When the Chechens broke free of Mother Russia three years ago, many Russians say, so did their true nature break free of its Soviet-imposed constrictions. Since then, the tiny nation of 1.2 million has shown its true colors, they maintain, becoming little more than a seedy collection of fur-hatted gangsters and armed hijackers who stop at nothing to bleed their enormous neighbor.

''Other movements in Iran and Afghanistan don't even consider the Chechens to be one of them, because they commit such horrible crimes'' said a Russian woman who gave her name only as Valentina.

Chechens, for their part, are remarkably good humored toward the Russians, and rarely take offense at Russian stereotypes about them.

''I have nothing against the Russians, but a man has to defend his homeland,'' said successful restaurateur Ruslan Dagayev as he prepared to go to war under the proud eyes of his family.

Cardboard boxes full of homemade Molotov cocktails filled one basement room of his eatery in Grozny, while upstairs in the main dining room he carefully slipped on a ''death warrior'' outfit over his suit and tie -- a thick jumpsuit of plain white fabric that could double as a shroud.

Mr.

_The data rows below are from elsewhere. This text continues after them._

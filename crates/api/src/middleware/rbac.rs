//! Role-based access control (RBAC) extractors.
//!
//! Each extractor wraps [`AuthUser`] and rejects requests whose roles do
//! not meet the minimum requirement. Use these in route handlers to
//! enforce authorization at the type level.

use axum::extract::FromRequestParts;
use axum::http::request::Parts;

use govnav_core::error::CoreError;
use govnav_core::roles::{ROLE_ADMIN, ROLE_COMPLIANCE_OFFICER};

use super::auth::AuthUser;
use crate::error::AppError;
use crate::state::AppState;

/// Requires the `admin` role. Rejects with 403 Forbidden otherwise.
///
/// ```ignore
/// async fn admin_only(RequireAdmin(user): RequireAdmin) -> AppResult<Json<()>> {
///     // user is guaranteed to be an admin here
///     Ok(Json(()))
/// }
/// ```
pub struct RequireAdmin(pub AuthUser);

impl FromRequestParts<AppState> for RequireAdmin {
    type Rejection = AppError;

    async fn from_request_parts(
        parts: &mut Parts,
        state: &AppState,
    ) -> Result<Self, Self::Rejection> {
        let user = AuthUser::from_request_parts(parts, state).await?;
        if !user.has_role(ROLE_ADMIN) {
            return Err(AppError::Core(CoreError::Forbidden(
                "Admin role required".into(),
            )));
        }
        Ok(RequireAdmin(user))
    }
}

/// Requires `compliance_officer` or `admin` role. Rejects with 403
/// Forbidden otherwise. Governance decisions (approvals, rejections) go
/// through this.
pub struct RequireComplianceOfficer(pub AuthUser);

impl FromRequestParts<AppState> for RequireComplianceOfficer {
    type Rejection = AppError;

    async fn from_request_parts(
        parts: &mut Parts,
        state: &AppState,
    ) -> Result<Self, Self::Rejection> {
        let user = AuthUser::from_request_parts(parts, state).await?;
        if !user.has_role(ROLE_ADMIN) && !user.has_role(ROLE_COMPLIANCE_OFFICER) {
            return Err(AppError::Core(CoreError::Forbidden(
                "Compliance Officer or Admin role required".into(),
            )));
        }
        Ok(RequireComplianceOfficer(user))
    }
}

Dagayev insisted he is prepared to give up his livelihood for the sake of the struggle. ''A man isn't a man unless he is ready to fight,'' he said.

''I loved the Russians, but they are attacking us, and we have to fight back'' he said, before playing a few farewell tunes on an upright piano where several hand grenades lay neatly in a row.

Moscow has gone far in recent years to portray Mr. Dudayev as the mafia don of Russia's organized crime industry, depicting him as a surly criminal godfather in a trenchcoat and pork pie hat, rallying his people together in one armed free-for-all.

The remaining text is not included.